Saved data entries:
# # # # #
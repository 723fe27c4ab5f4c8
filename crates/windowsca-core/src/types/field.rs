//! The fixed set of credential fields the provider resolves

use serde::Serialize;

/// One of the three WinRM credential fields
///
/// The declaration order is the order diagnostics are reported in, so
/// iterate with [`CredentialField::ALL`] rather than hand-listing fields.
#[derive(Debug, Clone, Copy, PartialEq, Eq, Hash, PartialOrd, Ord, Serialize)]
#[serde(rename_all = "snake_case")]
pub enum CredentialField {
    Hostname,
    Username,
    Password,
}

impl CredentialField {
    /// All fields in reporting order
    pub const ALL: [CredentialField; 3] = [
        CredentialField::Hostname,
        CredentialField::Username,
        CredentialField::Password,
    ];

    /// Attribute name in the provider schema
    pub fn attribute_name(&self) -> &'static str {
        match self {
            CredentialField::Hostname => "winrm_hostname",
            CredentialField::Username => "winrm_username",
            CredentialField::Password => "winrm_password",
        }
    }

    /// Environment variable that supplies the default value
    pub fn env_var(&self) -> &'static str {
        match self {
            CredentialField::Hostname => "WINDOWSCA_HOSTNAME",
            CredentialField::Username => "WINDOWSCA_USERNAME",
            CredentialField::Password => "WINDOWSCA_PASSWORD",
        }
    }

    /// Lowercase label used inside diagnostic details
    pub fn label(&self) -> &'static str {
        match self {
            CredentialField::Hostname => "host",
            CredentialField::Username => "username",
            CredentialField::Password => "password",
        }
    }

    /// Capitalized label used in diagnostic summaries
    pub fn title(&self) -> &'static str {
        match self {
            CredentialField::Hostname => "Host",
            CredentialField::Username => "Username",
            CredentialField::Password => "Password",
        }
    }

    /// Whether the host must redact this value
    pub fn is_sensitive(&self) -> bool {
        matches!(self, CredentialField::Password)
    }

    /// Look up a field by its schema attribute name
    pub fn from_attribute_name(name: &str) -> Option<Self> {
        Self::ALL.into_iter().find(|f| f.attribute_name() == name)
    }
}

impl std::fmt::Display for CredentialField {
    fn fmt(&self, f: &mut std::fmt::Formatter<'_>) -> std::fmt::Result {
        write!(f, "{}", self.attribute_name())
    }
}
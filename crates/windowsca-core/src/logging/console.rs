//! Console logger implementation

use super::traits::Logger;

/// A logger that writes to stderr
///
/// Plugin stdout is reserved for the host handshake, so every level goes to
/// stderr.
#[derive(Debug, Clone)]
pub struct ConsoleLogger {
    prefix: String,
}

impl Default for ConsoleLogger {
    fn default() -> Self {
        Self::new()
    }
}

impl ConsoleLogger {
    pub fn new() -> Self {
        Self {
            prefix: "[windowsca]".to_string(),
        }
    }

    pub fn with_prefix(prefix: impl Into<String>) -> Self {
        Self {
            prefix: prefix.into(),
        }
    }

    fn line(&self, level: &str, message: &str) -> String {
        format!("{} {}: {}", self.prefix, level, message)
    }
}

impl Logger for ConsoleLogger {
    fn debug(&self, message: &str) {
        eprintln!("{}", self.line("DEBUG", message));
    }

    fn info(&self, message: &str) {
        eprintln!("{}", self.line("INFO", message));
    }

    fn warn(&self, message: &str) {
        eprintln!("{}", self.line("WARN", message));
    }

    fn error(&self, message: &str) {
        eprintln!("{}", self.line("ERROR", message));
    }
}

#[cfg(test)]
mod tests {
    use super::*;

    #[test]
    fn test_console_logger_prefix() {
        let logger = ConsoleLogger::new();
        assert_eq!(logger.line("INFO", "hello"), "[windowsca] INFO: hello");

        let custom = ConsoleLogger::with_prefix("[host]");
        assert_eq!(custom.line("WARN", "x"), "[host] WARN: x");
    }

    #[test]
    fn test_console_logger_logs() {
        let logger = ConsoleLogger::new();
        logger.debug("debug message");
        logger.info("info message");
        logger.warn("warn message");
        logger.error("error message");
    }
}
# # # # #
TASK BRIEF :: Each line from the one holding "#[cfg(test)]" to the end of the data above goes into the answer exactly as written, and no other line does.

YOUR SOLUTION ::
#[cfg(test)]
mod tests {
    use super::*;

    #[test]
    fn test_console_logger_prefix() {
        let logger = ConsoleLogger::new();
        assert_eq!(logger.line("INFO", "hello"), "[windowsca] INFO: hello");

        let custom = ConsoleLogger::with_prefix("[host]");
        assert_eq!(custom.line("WARN", "x"), "[host] WARN: x");
    }

    #[test]
    fn test_console_logger_logs() {
        let logger = ConsoleLogger::new();
        logger.debug("debug message");
        logger.info("info message");
        logger.warn("warn message");
        logger.error("error message");
    }
}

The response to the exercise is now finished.